Betrayal. There has been some betrayal in the past few months. And a couple of big events. Not to say that I'm dwelling on the events, because I'm not; but they did put me into this ever-so-sensitive-fragile state I've been in the past week or so. Betrayal has been (should NOT have been) a big part of my life. So it might be sad to say that I'm a little bit used to it. When certain events happen, I feel numb to them. I know, I know. I sound like a teenager full of angst. But guess what, I'm not a teenager anymore (yahoo!) and I'm definitely not full of angst lately. Anyways, this paragraph is dragging so I'll conclude it. Betrayal= the root of my fragile state.
Honesty. Now you all know me. You know I'm the most blunt person you will meet. I feel there is a difference between being honest and being blunt. I feel as though being honest is telling the truth in a nice way. Being blunt is just telling the truth. Could be nice, could come off totally rude. But either way, I (mostly) tell the truth.I guess sometimes my bluntness comes off as mean. I don't want to come off as mean (as much as I want to be Blair Waldorf). I want to come off as honest. I know the bluntness is what you all love, but those who don't know me may not love it. They may feel as though I'm being rude or demeaning. I really don't want that. Maybe I'll keep it for all of you who know me. Maybe I won't. (ahhh haha so mysterious!)

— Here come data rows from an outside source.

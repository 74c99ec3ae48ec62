use axum::{
    extract::Request,
    http::{HeaderMap, HeaderValue},
    middleware::Next,
    response::Response,
};
use tracing::{Instrument, info_span};
use uuid::Uuid;

pub const REQUEST_ID_HEADER: &str = "x-request-id";

#[derive(Clone, Debug, PartialEq, Eq)]
pub struct RequestId(pub String);

impl RequestId {
    /// Inbound id when the caller sent a usable one, otherwise a fresh UUID.
    pub fn from_headers(headers: &HeaderMap) -> Self {
        headers
            .get(REQUEST_ID_HEADER)
            .and_then(|v| v.to_str().ok())
            .map(str::trim)
            .filter(|s| !s.is_empty())
            .map(|s| RequestId(s.to_string()))
            .unwrap_or_else(|| RequestId(Uuid::new_v4().to_string()))
    }
}

pub async fn inject_request_id(mut req: Request, next: Next) -> Response {
    let id = RequestId::from_headers(req.headers());
    req.extensions_mut().insert(id.clone());

    let span = info_span!(
        "relay_request",
        trace_id = %id.0,
        method = %req.method(),
        path = %req.uri().path()
    );

    let mut resp = next.run(req).instrument(span).await;

    if let Ok(val) = HeaderValue::from_str(&id.0) {
        resp.headers_mut().insert(REQUEST_ID_HEADER, val);
    }
    resp
}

Bad-mouthing. Soooo as you know, I've been dating a great guy. Over the past five-ish months, I have realized that he hardly ever says bad things about people. I am ashamed to say that I am NOT like that. It's really hard for me to keep my mouth shut when people offend me or when I think people are flat out stupid. But I'm trying. I feel so awful when I find out that people bad mouth me. You know, I get that ALL the time that people don't like me. It's usually because they don't know me. I'm not the warmest person when you first meet me, but when I get to know and love you, I would literally do anything for you. Anyways, back to bad mouthing. I don't like it. It hurts people's feelings. And I'm trying my hardest to stop.
(I'm sorry these paragraphs are not even as close to as short as I envisioned they'd be.)
Death/illness. These seems to like to grace me with their presence quite frequently. No, not the death or illness of me, but the death or illnesses of others. I do not like these. Not one bit. It's sad to see people go. It's sad to see people suffer. It makes me question a lot of things. And I don't know if these questions are questions I should be asking. Does anyone else feel me?
Paragraph five: (Just because I feel like four is a weird number of paragraphs. But not kids. You must have an even number of kids.)
Dammit. This post is negative. I really don't want it to be. But it's my outlet, so why would I talk about happy things? Ah ha ha ha. Just kidding. I love happy things. Like trolls. And my Kindle. Everyone should get one. I have read more books on it in the past month than I have normal books in the past two years. Yeah, I said it. Why? Because I hate the sound of paper rubbing together. And I hate the texture of the paper of normal books. Yes, I am crazy. We all know.
PS. Eff freaking Weber State. Let's talk about how you don't give me (hardly) ANY Pell Grants because you're too freaking cheap. Well, guess what. You can't afford to be cheap! You only have a 35% graduation rate! SUCK IT! Or is it Obama I should be pissed at? Really? My mom had breast cancer this year! Cut us some slack jerks.